Si l’idée de nationalisme n’était pas nouvelle en 1957, la notion d’un État territorial pour les Canadiens français, nommé Laurentie, était, elle, inédite. «C’était l’État des Canadiens français, et non une nation avec une communauté anglophone, comme on peut le concevoir aujourd’hui», précise le bibliothécaire à l’Université de Montréal Éric Bouchard, qui a rédigé son mémoire de maîtrise sur l’Alliance laurentienne.

Grâce à sa revue Laurentie et à ses qualités d’orateur, M. Barbeau réussit à gagner des partisans, et son mouvement, qui n’est pas un parti politique à proprement parler, durera pendant plus de cinq ans. «Il avait un public très jeune, étudiant. Il était chargé de cours à HEC, qui était une institution plutôt nationaliste à l’époque», relate M. Bouchard. Le jeune leader, qui a 26 ans en 1957, accouchera même d’une constitution avec un régime présidentiel pour la Laurentie.

Toutefois, ses idées très traditionalistes – l’association entre l’État et la religion catholique, par exemple – nuiront à Raymond Barbeau. «Il est corporatiste, ajoute M. Bouchard. Il veut créer une chambre où les corps de métier sont représentés, comme dans des régimes fascistes. Dans l’après-guerre, ça fait tache. Il porte beaucoup trop flanc à la critique.»

«Ce qu’on doit à Raymond Barbeau, c’est la légitimité de l’indépendantisme. Aujourd’hui, c’est une opinion politique qui est considérée comme respectable; avant l’Alliance laurentienne, ce n’était pas le cas.» –Xavier Gélinas, historien et conservateur au Musée canadien de l’histoire

«C’était un homme radical, souligne pour sa part M. Gélinas. Il n’était pas souple dans ses idées. Les gens qui étaient d’accord avec l’idée d’indépendance, mais pas avec les autres idées de Barbeau, voulaient de l’air frais. Ils ont donc fondé le Rassemblement pour l’indépendance nationale (RIN).»
Six membres de l’Alliance laurentienne feront partie des fondateurs du RIN, un parti politique indépendantiste, qui virera peu à peu à gauche. «Au milieu des années 1960, il n’y avait plus beaucoup de place pour un mouvement à la fois conservateur et indépendantiste, puisqu’il y avait une vague mondiale des idées de gauche», rappelle Xavier Gélinas.
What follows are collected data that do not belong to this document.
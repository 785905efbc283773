use async_trait::async_trait;
use redis::{AsyncCommands, aio::MultiplexedConnection};
use tracing::{debug, error};

use crate::cache::{CacheResult, ObjectCache};
use crate::config::AppConfig;
use crate::declare_object_cache_plugin;

declare_object_cache_plugin!("redis", RedisObjectCache);

pub struct RedisObjectCache {
    client: redis::Client,
    key_prefix: String,
    ttl: u64, // TTL in seconds
}

impl RedisObjectCache {
    pub fn new() -> Result<Self, String> {
        let config = AppConfig::get();
        let redis_config = &config.cache.redis;

        debug!(
            "RedisObjectCache created with prefix: '{}', TTL: {}s",
            redis_config.key_prefix, config.cache.default_ttl
        );

        let client = redis::Client::open(redis_config.url.clone())
            .map_err(|e| format!("Failed to create Redis client: {e}"))?;

        // 测试 Redis 连接 - 使用同步连接进行简单测试
        match client.get_connection() {
            Ok(mut conn) => match redis::cmd("PING").query::<String>(&mut conn) {
                Ok(response) => {
                    debug!("Redis connection test successful: {}", response);
                }
                Err(e) => {
                    error!(
                        "Failed to ping Redis server: {}. Check Redis server status and URL: {}",
                        e, redis_config.url
                    );
                    return Err(format!("Redis ping failed: {e}"));
                }
            },
            Err(e) => {
                error!(
                    "Failed to ping Redis server: {}. Check Redis server status and URL: {}",
                    e, redis_config.url
                );
                return Err(format!("Redis ping failed: {e}"));
            }
        }

        Ok(Self {
            client,
            key_prefix: redis_config.key_prefix.clone(),
            ttl: config.cache.default_ttl,
        })
    }

    async fn get_connection(&self) -> Result<MultiplexedConnection, redis::RedisError> {
        let client = &self.client;
        let conn = client.get_multiplexed_async_connection().await?;
        Ok(conn)
    }

    fn make_key(&self, key: &str) -> String {
        format!("{}{}", self.key_prefix, key)
    }
}

#[async_trait]
impl ObjectCache for RedisObjectCache {
    async fn get_raw(&self, key: &str) -> CacheResult<String> {
        let redis_key = self.make_key(key);

        let mut conn = match self.get_connection().await {
            Ok(c) => c,
            Err(e) => {
                error!("Failed to get Redis connection: {}", e);
                return CacheResult::ExistsButNoValue;
            }
        };

        let result: redis::RedisResult<Option<String>> = conn.get(redis_key).await;

        match result {
            Ok(Some(data)) => {
                debug!("Successfully retrieved key: {}", key);
                CacheResult::Found(data)
            }
            Ok(None) => {
                debug!("Key not found in cache: {}", key);
                CacheResult::NotFound
            }
            Err(e) => {
                error!("Failed to get key '{}': {}", key, e);
                CacheResult::ExistsButNoValue
            }
        }
    }

    async fn insert_raw(&self, key: String, value: String, ttl: u64) {
        let redis_key = self.make_key(&key);
        let effective_ttl = if ttl == 0 { self.ttl } else { ttl };

        let mut conn = match self.get_connection().await {
            Ok(c) => c,
            Err(e) => {
                error!("Failed to get Redis connection: {}", e);
                return;
            }
        };

        let result: redis::RedisResult<()> = conn.set_ex(redis_key, value, effective_ttl).await;
        if let Err(e) = result {
            error!("Failed to insert key '{}': {}", key, e);
        }
    }

    async fn remove(&self, key: &str) {
        let redis_key = self.make_key(key);

        let mut conn = match self.get_connection().await {
            Ok(c) => c,
            Err(e) => {
                error!("Failed to get Redis connection: {}", e);
                return;
            }
        };

        let result: redis::RedisResult<()> = conn.del(redis_key).await;
        if let Err(e) = result {
            error!("Failed to remove key '{}': {}", key, e);
        }
    }

    async fn invalidate_all(&self) {
        let pattern = format!("{}*", self.key_prefix);

        let mut conn = match self.get_connection().await {
            Ok(c) => c,
            Err(e) => {
                error!("Failed to get Redis connection: {}", e);
                return;
            }
        };

        // 只清理带本前缀的键，不影响同实例上的其他数据
        let keys: redis::RedisResult<Vec<String>> = conn.keys(pattern).await;
        match keys {
            Ok(keys) if !keys.is_empty() => {
                let result: redis::RedisResult<()> = conn.del(keys).await;
                if let Err(e) = result {
                    error!("Failed to invalidate cache keys: {}", e);
                }
            }
            Ok(_) => {}
            Err(e) => {
                error!("Failed to list cache keys: {}", e);
            }
        }
    }
}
Pour Éric Bouchard, si le discours identitaire de l’Alliance laurentienne n’a pas trouvé d’écho dans les partis plus récents, c’est à cause de l’idée de multiculturalisme qui a marqué les années 1970. «La génération de René Lévesque et de Pierre-Elliott Trudeau était plus ouverte sur le monde, et ç’a donné le Canada multiculturel qu’on a aujourd’hui, affirme l’historien. Le Québec ne donne pas d’identité particulière à la majorité francophone. Les Québécois, c’est plus que ces gens-là.»

Et aujourd’hui?
Peut-on associer certains mou­vements identitaires actuels aux idées de Raymond Barbeau? «Des tenants d’une nation canadienne-française, il n’y en a plus beaucoup, juge Éric Bouchard. Ce qui reste, ce sont des gens qui préconisent de ne pas perdre l’héritage canadien-français.»